• _Input data_:

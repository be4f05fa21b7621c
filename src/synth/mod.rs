//! Rollback Synthesizer
//!
//! Derives an inverse script from a forward script's text. This is a
//! heuristic over the statement surface, not a SQL parser: each top-level
//! statement is matched against an ordered rule table and the first rule
//! that recognises it renders the inverse. Statements no rule recognises
//! produce nothing, so "no automatic rollback available" stays explicit.
//!
//! Inverses are concatenated in forward order, not reversed.

pub mod lexer;
mod rules;

pub use lexer::{has_statements, split_statements};
pub use rules::{CHANGE_LOG_TABLE, UNKNOWN_TYPE_PLACEHOLDER};

use std::fmt;

/// The statement shapes the synthesizer recognises.
#[derive(Debug, Clone, Copy, PartialEq, Eq, Hash)]
pub enum RuleKind {
    CreateTable,
    AddColumn,
    DropColumn,
    RenameColumn,
    RenameTable,
    AddConstraint,
    Insert,
    Update,
    Delete,
    CreateIndex,
    CreateTrigger,
    CreateView,
    CreateSequence,
    CreateSchema,
    CreateRoutine,
}

impl RuleKind {
    /// Known weakness of this rule's inverse, if any.
    pub fn caveat(self) -> Option<&'static str> {
        match self {
            RuleKind::DropColumn => Some(
                "dropped column type cannot be recovered; replace UNKNOWN_TYPE before running",
            ),
            RuleKind::Update => Some(
                "UPDATE inverse repeats the forward SET/WHERE and does not restore previous values",
            ),
            RuleKind::Delete => Some(
                "DELETE inverse re-inserts from the change_log table, which must already exist",
            ),
            _ => None,
        }
    }
}

impl fmt::Display for RuleKind {
    fn fmt(&self, f: &mut fmt::Formatter<'_>) -> fmt::Result {
        let name = match self {
            RuleKind::CreateTable => "CREATE TABLE",
            RuleKind::AddColumn => "ADD COLUMN",
            RuleKind::DropColumn => "DROP COLUMN",
            RuleKind::RenameColumn => "RENAME COLUMN",
            RuleKind::RenameTable => "RENAME TABLE",
            RuleKind::AddConstraint => "ADD CONSTRAINT",
            RuleKind::Insert => "INSERT",
            RuleKind::Update => "UPDATE",
            RuleKind::Delete => "DELETE",
            RuleKind::CreateIndex => "CREATE INDEX",
            RuleKind::CreateTrigger => "CREATE TRIGGER",
            RuleKind::CreateView => "CREATE VIEW",
            RuleKind::CreateSequence => "CREATE SEQUENCE",
            RuleKind::CreateSchema => "CREATE SCHEMA",
            RuleKind::CreateRoutine => "CREATE PROCEDURE/FUNCTION",
        };
        f.write_str(name)
    }
}

/// One entry of the rule table: a statement shape and its inverse template.
pub struct Rule {
    pub kind: RuleKind,
    invert: fn(&str) -> Option<String>,
}

impl Rule {
    pub fn apply(&self, statement: &str) -> Option<String> {
        (self.invert)(statement)
    }
}

/// Rules in priority order; the first match wins.
pub static RULES: &[Rule] = &[
    Rule { kind: RuleKind::CreateTable, invert: rules::create_table },
    Rule { kind: RuleKind::AddColumn, invert: rules::add_column },
    Rule { kind: RuleKind::DropColumn, invert: rules::drop_column },
    Rule { kind: RuleKind::RenameColumn, invert: rules::rename_column },
    Rule { kind: RuleKind::RenameTable, invert: rules::rename_table },
    Rule { kind: RuleKind::AddConstraint, invert: rules::add_constraint },
    Rule { kind: RuleKind::Insert, invert: rules::insert },
    Rule { kind: RuleKind::Update, invert: rules::update },
    Rule { kind: RuleKind::Delete, invert: rules::delete },
    Rule { kind: RuleKind::CreateIndex, invert: rules::create_index },
    Rule { kind: RuleKind::CreateTrigger, invert: rules::create_trigger },
    Rule { kind: RuleKind::CreateView, invert: rules::create_view },
    Rule { kind: RuleKind::CreateSequence, invert: rules::create_sequence },
    Rule { kind: RuleKind::CreateSchema, invert: rules::create_schema },
    Rule { kind: RuleKind::CreateRoutine, invert: rules::create_routine },
];

/// Inverse of a single statement.
#[derive(Debug, Clone, PartialEq, Eq)]
pub struct StatementInverse {
    pub forward: String,
    /// `None` when no rule recognised the statement.
    pub rule: Option<RuleKind>,
    pub inverse: Option<String>,
}

/// Result of inverting a whole script.
#[derive(Debug, Clone, Default, PartialEq, Eq)]
pub struct Synthesis {
    pub statements: Vec<StatementInverse>,
}

impl Synthesis {
    /// Concatenated inverse SQL in forward statement order.
    pub fn sql(&self) -> String {
        self.statements
            .iter()
            .filter_map(|s| s.inverse.as_deref())
            .collect::<Vec<_>>()
            .join("\n")
    }

    /// True when no statement produced an inverse.
    pub fn is_empty(&self) -> bool {
        self.statements.iter().all(|s| s.inverse.is_none())
    }

    pub fn unmatched(&self) -> impl Iterator<Item = &str> {
        self.statements
            .iter()
            .filter(|s| s.inverse.is_none())
            .map(|s| s.forward.as_str())
    }

    /// Caveats of the rules that fired, deduplicated, in first-use order.
    pub fn warnings(&self) -> Vec<&'static str> {
        let mut warnings = Vec::new();
        for caveat in self.statements.iter().filter_map(|s| s.rule?.caveat()) {
            if !warnings.contains(&caveat) {
                warnings.push(caveat);
            }
        }
        warnings
    }

    /// File content for a materialised rollback script: warning comments,
    /// then the inverse SQL.
    pub fn render(&self, forward_name: &str) -> String {
        let mut out = String::new();
        if self.is_empty() {
            out.push_str(&format!(
                "-- No automatic rollback available for {}.\n-- Write the inverse statements by hand.\n",
                forward_name
            ));
            return out;
        }
        for warning in self.warnings() {
            out.push_str(&format!("-- WARNING: {}\n", warning));
        }
        for statement in self.unmatched() {
            let first_line = statement.lines().next().unwrap_or_default();
            out.push_str(&format!("-- not inverted: {}\n", first_line));
        }
        out.push_str(&self.sql());
        out.push('\n');
        out
    }
}

/// Invert one statement with the first matching rule.
pub fn invert_statement(statement: &str) -> StatementInverse {
    let hit = RULES
        .iter()
        .find_map(|rule| rule.apply(statement).map(|sql| (rule.kind, sql)));
    StatementInverse {
        forward: statement.to_string(),
        rule: hit.as_ref().map(|(kind, _)| *kind),
        inverse: hit.map(|(_, sql)| sql),
    }
}

/// Invert every top-level statement of `forward_sql`.
pub fn synthesize_detailed(forward_sql: &str) -> Synthesis {
    Synthesis {
        statements: split_statements(forward_sql)
            .into_iter()
            .map(invert_statement)
            .collect(),
    }
}

/// Inverse SQL for `forward_sql`, or an empty string when nothing matched.
pub fn synthesize(forward_sql: &str) -> String {
    synthesize_detailed(forward_sql).sql()
}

• _Description of the task_: Starting with the first line of the listing above, copy each line exactly until you have copied the line containing "#[derive(Debug, Clone, Copy, PartialEq, Eq, Hash)]". Stop there.

• _Answer section_:
repository be4f05fa21b7621c
filename src/synth/mod.rs
//! Rollback Synthesizer
//!
//! Derives an inverse script from a forward script's text. This is a
//! heuristic over the statement surface, not a SQL parser: each top-level
//! statement is matched against an ordered rule table and the first rule
//! that recognises it renders the inverse. Statements no rule recognises
//! produce nothing, so "no automatic rollback available" stays explicit.
//!
//! Inverses are concatenated in forward order, not reversed.

pub mod lexer;
mod rules;

pub use lexer::{has_statements, split_statements};
pub use rules::{CHANGE_LOG_TABLE, UNKNOWN_TYPE_PLACEHOLDER};

use std::fmt;

/// The statement shapes the synthesizer recognises.
#[derive(Debug, Clone, Copy, PartialEq, Eq, Hash)]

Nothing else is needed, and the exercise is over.